God's plan is seen in the rest of the teacher's comments -- she wouldn't have gotten through it as well as she did if it hadn't been for God. That's the plan. God is with us through the horrible, awful things that happen to us. He's with us when the burdens are placed there by other people, and he's even with us when there is no one to blame at all. His plan was (and is) to get her through it. It's grace; it's a gift; and it's a comfort.

Image: Another track meet sky (although not tonight -- this is a Kentucky sky)

Tuesday, May 09, 2006

Ch Ch Ch Changes

I read a post yesterday on Locust and Honey. John is wondering why, in his church, the United Methodist Women and United Methodist Men groups seem to appeal only to those women and men (respectively) who are over the age of 45 to 50, even though his church has younger members.

In our church, I feel as if that statement could be made about the UMW, but not our UMM. What is the difference? I feel that the UMW program in our church appeals to older women because the group structure has not adapted to the changing lifestyles of younger women (and for a few years, I’ll still be in that under 45 age group). A few years ago, I was graciously invited to a circle meeting by two or three different women. I couldn’t go then, but I think even that circle has begun meeting during the day. That works for women who work at home, or who are retired, but not for me (and the many women like me, who work outside the home).

I want to expand the question. Why is it that programs within the church fail to adapt to change. This could apply to many church programs, not (by far) only to the UMW.

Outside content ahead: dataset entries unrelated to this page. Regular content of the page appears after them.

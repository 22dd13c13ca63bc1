//! Microphone capture for conversation sessions.
//!
//! The cpal callback never blocks: it assembles fixed-size frames, runs them
//! through the preprocessor and offers them to a bounded queue. While the
//! capture gate is closed (the system is speaking) frames are discarded.

use super::preprocessing::AudioPreprocessor;
use anyhow::{Context, Result};
use cpal::traits::{DeviceTrait, HostTrait, StreamTrait};
use cpal::{Device, SampleFormat, StreamConfig};
use std::sync::atomic::{AtomicBool, AtomicU64, Ordering};
use std::sync::{mpsc as std_mpsc, Arc, Mutex};
use tokio::sync::mpsc;
use tracing::{debug, error, info, warn};

/// Fixed-size block of normalized mono samples
#[derive(Debug, Clone, PartialEq)]
pub struct AudioFrame {
    pub samples: Vec<f32>,
}

impl AudioFrame {
    pub fn new(samples: Vec<f32>) -> Self {
        Self { samples }
    }

    pub fn to_pcm16(&self) -> Vec<i16> {
        self.samples
            .iter()
            .map(|s| (s.clamp(-1.0, 1.0) * i16::MAX as f32) as i16)
            .collect()
    }

    /// Little-endian 16-bit PCM bytes
    pub fn to_pcm16_bytes(&self) -> Vec<u8> {
        self.to_pcm16()
            .into_iter()
            .flat_map(|s| s.to_le_bytes())
            .collect()
    }
}

/// Mean absolute value of 16-bit samples
pub fn mean_abs_pcm16(pcm: &[i16]) -> f32 {
    if pcm.is_empty() {
        return 0.0;
    }
    pcm.iter().map(|s| (*s as f32).abs()).sum::<f32>() / pcm.len() as f32
}

// ============================================================================
// Capture gate and frame queue
// ============================================================================

/// Whether captured audio is currently accepted
#[derive(Debug)]
pub struct CaptureGate {
    open: AtomicBool,
}

impl Default for CaptureGate {
    fn default() -> Self {
        Self {
            open: AtomicBool::new(true),
        }
    }
}

impl CaptureGate {
    pub fn new() -> Self {
        Self::default()
    }

    pub fn open(&self) {
        self.open.store(true, Ordering::SeqCst);
    }

    pub fn close(&self) {
        self.open.store(false, Ordering::SeqCst);
    }

    pub fn is_open(&self) -> bool {
        self.open.load(Ordering::SeqCst)
    }
}

/// Bounded single-consumer queue between the capture callback and the send loop
pub struct FrameQueue {
    tx: mpsc::Sender<AudioFrame>,
    rx: Mutex<mpsc::Receiver<AudioFrame>>,
    dropped: AtomicU64,
}

impl FrameQueue {
    pub fn new(capacity: usize) -> Self {
        let (tx, rx) = mpsc::channel(capacity.max(1));
        Self {
            tx,
            rx: Mutex::new(rx),
            dropped: AtomicU64::new(0),
        }
    }

    /// Enqueue without blocking; a full queue drops the frame
    pub fn offer(&self, frame: AudioFrame) -> bool {
        match self.tx.try_send(frame) {
            Ok(()) => true,
            Err(_) => {
                self.dropped.fetch_add(1, Ordering::Relaxed);
                false
            }
        }
    }

    pub fn try_take(&self) -> Option<AudioFrame> {
        let mut rx = self.rx.lock().unwrap_or_else(|e| e.into_inner());
        rx.try_recv().ok()
    }

    /// Discard everything queued; returns the number of frames discarded
    pub fn drain(&self) -> usize {
        let mut rx = self.rx.lock().unwrap_or_else(|e| e.into_inner());
        let mut count = 0;
        while rx.try_recv().is_ok() {
            count += 1;
        }
        count
    }

    pub fn dropped(&self) -> u64 {
        self.dropped.load(Ordering::Relaxed)
    }
}

/// Receives raw mono samples from a capture callback
pub struct FrameSink {
    gate: Arc<CaptureGate>,
    queue: Arc<FrameQueue>,
    preprocessor: AudioPreprocessor,
    pending: Vec<f32>,
    frame_size: usize,
}

impl FrameSink {
    pub fn new(
        gate: Arc<CaptureGate>,
        queue: Arc<FrameQueue>,
        preprocessor: AudioPreprocessor,
        frame_size: usize,
    ) -> Self {
        Self {
            gate,
            queue,
            preprocessor,
            pending: Vec::with_capacity(frame_size),
            frame_size: frame_size.max(1),
        }
    }

    pub fn push(&mut self, samples: &[f32]) {
        if !self.gate.is_open() {
            // Partial frames straddling a pause are discarded with it
            self.pending.clear();
            return;
        }
        for &sample in samples {
            self.pending.push(sample);
            if self.pending.len() == self.frame_size {
                let mut frame = std::mem::replace(&mut self.pending, Vec::with_capacity(self.frame_size));
                self.preprocessor.process(&mut frame);
                self.queue.offer(AudioFrame::new(frame));
            }
        }
    }
}

// ============================================================================
// Audio input seam
// ============================================================================

pub trait CaptureStream: Send {
    fn stop(&mut self);
}

pub trait AudioInput: Send + Sync {
    fn start(&self, sink: FrameSink) -> Result<Box<dyn CaptureStream>>;
}

/// Audio device information
#[derive(Debug, Clone)]
pub struct AudioDevice {
    pub id: String,
    pub name: String,
    pub is_default: bool,
}

/// List available input devices
pub fn list_input_devices() -> Result<Vec<AudioDevice>> {
    let host = cpal::default_host();
    let default_name = host
        .default_input_device()
        .as_ref()
        .and_then(|d| d.name().ok())
        .unwrap_or_default();

    let mut devices = Vec::new();
    for device in host.input_devices().context("Failed to enumerate input devices")? {
        if let Ok(name) = device.name() {
            let is_default = name == default_name;
            devices.push(AudioDevice {
                id: name.clone(),
                name,
                is_default,
            });
        }
    }
    Ok(devices)
}

/// Get device by ID (name) or return default
pub fn get_device(device_id: Option<&str>) -> Result<Device> {
    let host = cpal::default_host();

    match device_id {
        Some(id) if id != "default" => {
            for device in host.input_devices().context("Failed to enumerate devices")? {
                if let Ok(name) = device.name() {
                    if name == id {
                        return Ok(device);
                    }
                }
            }
            anyhow::bail!("Device not found: {}", id);
        }
        _ => host
            .default_input_device()
            .context("No default input device available"),
    }
}

/// Pick a configuration running at `sample_rate`, preferring mono
fn select_input_config(device: &Device, sample_rate: u32) -> Result<(StreamConfig, SampleFormat)> {
    let rate = cpal::SampleRate(sample_rate);
    let mut candidates: Vec<_> = device
        .supported_input_configs()
        .context("Failed to query input configs")?
        .filter(|range| range.min_sample_rate() <= rate && range.max_sample_rate() >= rate)
        .collect();
    candidates.sort_by_key(|range| range.channels());

    let range = candidates
        .into_iter()
        .next()
        .with_context(|| format!("Input device does not support {} Hz", sample_rate))?;
    let supported = range.with_sample_rate(rate);
    debug!(
        "Selected input config: {} Hz, {} channels, format {:?}",
        sample_rate,
        supported.channels(),
        supported.sample_format()
    );
    Ok((supported.config(), supported.sample_format()))
}

/// Microphone input through cpal.
///
/// cpal streams are not `Send`, so each stream lives on its own thread
/// until stopped.
pub struct MicrophoneInput {
    device_id: Option<String>,
    sample_rate: u32,
}

impl MicrophoneInput {
    pub fn new(device_id: Option<String>, sample_rate: u32) -> Self {
        Self {
            device_id,
            sample_rate,
        }
    }
}

struct MicrophoneStream {
    stop_tx: Option<std_mpsc::Sender<()>>,
    thread: Option<std::thread::JoinHandle<()>>,
}

impl CaptureStream for MicrophoneStream {
    fn stop(&mut self) {
        if let Some(tx) = self.stop_tx.take() {
            let _ = tx.send(());
        }
        if let Some(handle) = self.thread.take() {
            if handle.join().is_err() {
                warn!("Capture thread panicked");
            }
        }
    }
}

impl Drop for MicrophoneStream {
    fn drop(&mut self) {
        self.stop();
    }
}

fn first_channel_f32(data: &[f32], channels: usize) -> Vec<f32> {
    data.iter().step_by(channels.max(1)).copied().collect()
}

fn first_channel_i16(data: &[i16], channels: usize) -> Vec<f32> {
    data.iter()
        .step_by(channels.max(1))
        .map(|s| *s as f32 / i16::MAX as f32)
        .collect()
}

fn build_stream(device_id: Option<&str>, sample_rate: u32, mut sink: FrameSink) -> Result<cpal::Stream> {
    let device = get_device(device_id)?;
    let (config, format) = select_input_config(&device, sample_rate)?;
    let channels = config.channels as usize;
    let error_callback = |err| error!("Audio stream error: {}", err);

    let stream = match format {
        SampleFormat::F32 => device.build_input_stream(
            &config,
            move |data: &[f32], _| sink.push(&first_channel_f32(data, channels)),
            error_callback,
            None,
        ),
        SampleFormat::I16 => device.build_input_stream(
            &config,
            move |data: &[i16], _| sink.push(&first_channel_i16(data, channels)),
            error_callback,
            None,
        ),
        other => anyhow::bail!("Unsupported sample format: {:?}", other),
    }
    .context("Failed to build input stream")?;

    stream.play().context("Failed to start input stream")?;
    Ok(stream)
}

impl AudioInput for MicrophoneInput {
    fn start(&self, sink: FrameSink) -> Result<Box<dyn CaptureStream>> {
        let (ready_tx, ready_rx) = std_mpsc::channel::<Result<()>>();
        let (stop_tx, stop_rx) = std_mpsc::channel::<()>();
        let device_id = self.device_id.clone();
        let sample_rate = self.sample_rate;

        let thread = std::thread::Builder::new()
            .name("audio-capture".to_string())
            .spawn(move || match build_stream(device_id.as_deref(), sample_rate, sink) {
                Ok(stream) => {
                    let _ = ready_tx.send(Ok(()));
                    // Block until stopped or the owner is dropped
                    let _ = stop_rx.recv();
                    drop(stream);
                    debug!("Capture stream closed");
                }
                Err(e) => {
                    let _ = ready_tx.send(Err(e));
                }
            })
            .context("Failed to spawn capture thread")?;

        ready_rx
            .recv()
            .context("Capture thread exited before reporting")??;
        info!("Microphone capture started at {} Hz", sample_rate);

        Ok(Box::new(MicrophoneStream {
            stop_tx: Some(stop_tx),
            thread: Some(thread),
        }))
    }
}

  1. Could it be that those who coordinate a program, or are part of a program, are not completely honest with themselves? I’m listening to a book on CD called Breath of Snow and Ashes by Diana Galbodon. The husband and wife pair (main characters) have the following discussion:
    “You promised me honesty,” I (Clara) said, “but are you quite sure you’re being honest with yourself? You weren’t baiting Tom Christe just because he challenges you?”

    He stopped, his eyes clear and unguarded a few inches from mine. He lifted a hand and cupped the side of my face, his palm warm on my skin. “There are only two people in this world to whom I would never lie, Sassenach.” He said softly, “You’re one of them, and I’m the other.” He kissed me gently on the forehead then leaned past me and blew out the lamp. “Mind,” his voice came from the darkness, and I saw his tall form silhouetted against the faint oblong of light from the doorway as he straightened up, “I could be fooled, but I wouldn’t be doing it on purpose.”
    Do we fool ourselves into thinking a program is successful?
  2. If a program is meeting the needs of a group a people, how do we walk the line between rejuvenating it so that it can meet the needs of more people while at the same time allowing the program to continue to meet the needs of those who are already a part of it?
  3. Do coordinators sometimes fail to continually rejuvenate a program because they don’t know how? Perhaps they don’t have the skills or gifts necessary to continually reshape what they already know into something that they don’t yet understand.
  4. Are we sometimes afraid to take the risk? Tradition is sometimes comforting, and change is often frightening.
  5. Does there come a time when we have failed so often that we really believe that what we have is the best that can be done?
The UMM group in our church was non-existent. It had died. A few years ago it was reborn and now appeals to young fathers and seasoned grandfathers. This group does not allow what is “expected” of a men’s group to define what they do – they paint, do yardwork, build habitat houses, raise money for service projects, cook and serve meals. Next month they are catering a wedding.

Is it possible that sometimes the only way for something to be reborn is for it first to die? Is it sometimes so difficult to change that we must wait for eventual death in order for resurrection?

Image: A building across from Pullman Square that is obviously undergoing Restoration -- and has a sign to prove it just in case you can't tell.